▶ _Work item_
Beneath this instruction is a block of data; output from it exactly the lines that run from the one containing "a startup failure" through the one containing "let metrics_handle = if", inclusive.

------ Materials provided ------

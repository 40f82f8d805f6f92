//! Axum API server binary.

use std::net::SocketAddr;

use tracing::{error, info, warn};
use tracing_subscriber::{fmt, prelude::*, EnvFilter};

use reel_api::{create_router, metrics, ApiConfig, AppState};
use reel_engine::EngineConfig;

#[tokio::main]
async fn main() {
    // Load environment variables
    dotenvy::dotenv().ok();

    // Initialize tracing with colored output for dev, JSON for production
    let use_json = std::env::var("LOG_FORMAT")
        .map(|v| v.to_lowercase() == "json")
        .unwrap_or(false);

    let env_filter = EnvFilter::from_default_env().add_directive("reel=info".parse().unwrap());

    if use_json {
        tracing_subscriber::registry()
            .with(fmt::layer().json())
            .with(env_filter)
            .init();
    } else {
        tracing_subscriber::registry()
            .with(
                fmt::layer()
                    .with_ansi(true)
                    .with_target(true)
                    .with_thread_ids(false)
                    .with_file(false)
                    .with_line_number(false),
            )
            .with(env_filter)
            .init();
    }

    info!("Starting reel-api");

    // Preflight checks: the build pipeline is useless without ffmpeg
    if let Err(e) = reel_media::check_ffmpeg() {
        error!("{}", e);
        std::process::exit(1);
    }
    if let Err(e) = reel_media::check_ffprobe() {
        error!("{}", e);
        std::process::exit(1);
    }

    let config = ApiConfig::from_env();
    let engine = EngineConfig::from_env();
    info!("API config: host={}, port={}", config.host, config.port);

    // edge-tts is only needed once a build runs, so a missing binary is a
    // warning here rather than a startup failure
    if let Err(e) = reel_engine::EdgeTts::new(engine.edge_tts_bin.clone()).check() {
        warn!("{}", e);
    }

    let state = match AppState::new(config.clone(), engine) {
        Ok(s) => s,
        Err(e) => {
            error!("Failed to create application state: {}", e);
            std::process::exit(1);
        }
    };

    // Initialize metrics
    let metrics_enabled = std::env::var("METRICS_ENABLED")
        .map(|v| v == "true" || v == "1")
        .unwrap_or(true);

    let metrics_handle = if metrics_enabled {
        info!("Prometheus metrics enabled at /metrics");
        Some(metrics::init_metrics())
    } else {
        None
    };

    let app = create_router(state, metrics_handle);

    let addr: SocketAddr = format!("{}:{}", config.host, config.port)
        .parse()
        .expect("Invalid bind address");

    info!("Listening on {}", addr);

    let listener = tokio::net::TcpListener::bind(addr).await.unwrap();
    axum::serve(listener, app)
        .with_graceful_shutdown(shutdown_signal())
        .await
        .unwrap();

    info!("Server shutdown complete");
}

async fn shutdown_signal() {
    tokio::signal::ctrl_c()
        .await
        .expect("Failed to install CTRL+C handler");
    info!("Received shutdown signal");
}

------

▶ _Answer section_
    // warning here rather than a startup failure
    if let Err(e) = reel_engine::EdgeTts::new(engine.edge_tts_bin.clone()).check() {
        warn!("{}", e);
    }

    let state = match AppState::new(config.clone(), engine) {
        Ok(s) => s,
        Err(e) => {
            error!("Failed to create application state: {}", e);
            std::process::exit(1);
        }
    };

    // Initialize metrics
    let metrics_enabled = std::env::var("METRICS_ENABLED")
        .map(|v| v == "true" || v == "1")
        .unwrap_or(true);

    let metrics_handle = if metrics_enabled {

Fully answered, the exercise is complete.